A squirrel in the glade

It was raining…We had just sat down for lunch at our holiday home when one of the guests asked us whether we would like to hear what had happened to him in the morning.

Everyone assented and he began.

A squirrel in the glade:

“I had quite a bit of fun playing hide-and-seek with a squirrel,” he said. “You know that little round glade with a lone birch in the centre? It was on this tree that a squirrel was hiding from me. As I emerged from a thicket, I saw its spout and two bright little eyes peeping from behind the trunk. I wanted to see the little animal, so I started circling round along the edge of the glade, mindful of keeping the distance in order not to scare it. I did four rounds, but the little cheat kept backing away from me, eyeing me suspiciously from behind the tree. Try as I did, I just could not see its back.”

“But, you have just said yourself that you circled round the tree four times,” one of the listeners interjected.

“Round the tree, yes, but not round the squirrel.”

“But, the squirrel was on the tree, wasn’t it?”

“So, it was.”

“Well, that means you circled round the squirrel too.”

“Call that circling round the squirrel when I didn’t see its back?”

“What has its back to do with the whole thing? The squirrel was on the tree in the centre of the glade and you circled round the tree. In other words, you circled round the squirrel.”

“Oh no, I didn’t. Let us assume that I am circling round you and you keep turning, showing me just your face. Call that circling around you?”

“Of course, what else can you call it?”

“You mean I’m circling round you though I’m never behind you and see your back?”

“Forget the back! You are circling round me and that’s what counts. What has the back to do with it?”

“Well, tell me, what’s circling round anything? The way I understand it, it’s moving in such a manner so as to see the object I’m moving around from all sides. Am I right, professor? He turned to an old man at our table.”

“Your whole argument is essentially one about a word,” the professor replied. “What you should do first is agree on the definition of “circling”. How do you understand the words ‘circle round an object”? There are two ways of understanding that. Firstly, it is moving round an object that is in the centre of a circle. Secondly, it’s moving round an object in such a way as to see all its sides. If you insist on the first meaning, then you walked round the squirrel four times. If it’s the second that you hold to, then you did not walk round it at all. There’s really no ground for an argument here, that is, if you two speak the same language and understand words in the same way.”

“All right. I grant there are two meanings. But, which is the correct one?”

“That’s not the way to put the question. You can agree about anything. The question is which of the two meanings is the more generally accepted? In my opinion, it’s the first and here’s why. The sun, as you know does a complete circuit in 26 days…”

“Does the sun revolve?”

“Of course, it does, like the earth. Just imagine, for instance, that it would take not 26 days but 365\frac{1}{4} days, that is, a whole year, to do so. If this were the case, the earth would see only one side of the sun, that is, only its “face”. And yet, can anyone claim that the earth does not revolve round the sun?”

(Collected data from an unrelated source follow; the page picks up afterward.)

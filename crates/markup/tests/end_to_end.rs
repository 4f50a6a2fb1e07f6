use html::dom_snapshot::{DomSnapshotOptions, assert_dom_eq};
use markup::{Fragment, NodeRef, html};

#[test]
fn script_text_is_inert() {
    let fragment = html!("<p>", "<script>x</script>", "</p>");
    assert_eq!(fragment.text_content(), "<script>x</script>");
    assert!(fragment.elements_by_tag_name("script").is_empty());
    assert_eq!(fragment.elements_by_tag_name("p").len(), 1);
}

#[test]
fn list_items_from_nested_templates() {
    let items: Vec<Fragment> = ["a", "b", "c"]
        .into_iter()
        .map(|v| html!("<li>", v, "</li>"))
        .collect();
    let fragment = html!("<ul>", items, "</ul>");

    let lists = fragment.elements_by_tag_name("ul");
    assert_eq!(lists.len(), 1);
    let lis = lists[0].element_children();
    assert_eq!(lis.len(), 3);
    let letters: Vec<String> = lis.iter().map(|li| li.text_content()).collect();
    assert_eq!(letters, ["a", "b", "c"]);
    assert!(lis.iter().all(|li| li.has_tag_name("li")));
}

#[test]
fn list_items_escape_their_content() {
    let items: Vec<Fragment> = ["<a>", "b&", "\"c\""]
        .into_iter()
        .map(|v| html!("<li>", v, "</li>"))
        .collect();
    let fragment = html!("<ul>", items, "</ul>");
    assert_eq!(
        fragment.to_html(),
        "<ul><li>&lt;a&gt;</li><li>b&amp;</li><li>&quot;c&quot;</li></ul>"
    );
}

#[test]
fn deeply_nested_sequences_render() {
    let mut value = markup::Value::from("deep");
    for _ in 0..1_000 {
        value = markup::Value::Seq(vec![value]);
    }
    let fragment = markup::Template::new("<p>").then(value, "</p>").render();
    assert_eq!(fragment.to_html(), "<p>deep</p>");
}

#[test]
fn very_deep_sequence_renders_and_drops() {
    let mut value = markup::Value::from("deep");
    for _ in 0..500_000 {
        value = markup::Value::Seq(vec![value]);
    }
    let fragment = markup::Template::new("<p>").then(value, "</p>").render();
    assert_eq!(fragment.to_html(), "<p>deep</p>");
}

#[test]
fn composed_tree_matches_parsed_markup() {
    let button = NodeRef::element("button");
    button.set_attribute("type", "button");
    let row = html!("<td>", "a&b", "</td><td>", &button, "</td>");
    let table = html!("<table><tr>", row, "</tr></table>");
    let expected = html::parse_fragment(
        "<table><tr><td>a&amp;b</td><td><button type=\"button\"></button></td></tr></table>",
    );
    assert_dom_eq(&expected, table.node(), &DomSnapshotOptions::default());
}
use html::debug::outline;
use html::traverse::{descendants, get_element_by_id};
use html::{NodeRef, parse_fragment, to_html};

#[test]
fn serialization_is_stable_after_one_round() {
    let inputs = [
        "<p class=a>one<br>two</p>",
        "<ul><li>a<li>b</ul>",
        "<div><span>unclosed",
        "a < b && c > d",
        "<style>p > a { color: red }</style><p>&lt;x&gt;</p>",
        "<textarea><b>&amp;</b></textarea>",
        "</stray><i>ok</i></b>",
        "<!-- note --><input disabled value='x \"y\"'>",
    ];
    for input in inputs {
        let once = to_html(&parse_fragment(input));
        let twice = to_html(&parse_fragment(&once));
        assert_eq!(once, twice, "input: {input}");
    }
}

#[test]
fn scripts_are_inert_elements() {
    let root = parse_fragment("<script>document.write('<b>x</b>')</script><p>after</p>");
    let script = root.first_child().expect("script");
    assert!(script.has_tag_name("script"));
    assert_eq!(script.child_count(), 1);
    assert!(script.first_child().expect("text").is_text());
    assert_eq!(descendants(&root).filter(|n| n.has_tag_name("b")).count(), 0);
}

#[test]
fn parsed_tree_accepts_live_substitution() {
    let root = parse_fragment(r#"<section><div id="slot"></div><p>tail</p></section>"#);
    let marker = get_element_by_id(&root, "slot").expect("marker");
    let live = NodeRef::element("canvas");
    marker.replace_with(&live).expect("replace");
    assert!(marker.parent().is_none());
    assert_eq!(to_html(&root), "<section><canvas></canvas><p>tail</p></section>");
}

#[test]
fn deep_input_builds_and_drops_without_recursion() {
    let depth = 10_000;
    let input = format!("{}x{}", "<div>".repeat(depth), "</div>".repeat(depth));
    let root = parse_fragment(&input);
    assert_eq!(root.text_content(), "x");
    assert_eq!(outline(&root, 3).len(), 3);
    assert_eq!(to_html(&root).len(), input.len());
}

“Yes, now it’s clear that I circled round the squirrel after all.”

“I have a suggestion, comrades!” one of the company shouted. “It’s raining now, no one is going out, so let’s play riddles. The squirrel riddle was a good beginning. Let each think of some brain-teaser.”

‘I give up if they have anything to do with algebra or geometry,” a young woman said.

“Me too,” another joined in.

‘No, we must all play, but we’ll promise to refrain from any algebraic or geometric formulae, except, perhaps, the most elementary ones. Any objections?”

“None!” the others chorussed. “Let’s go.”

“One more thing. Let professor be our judge.”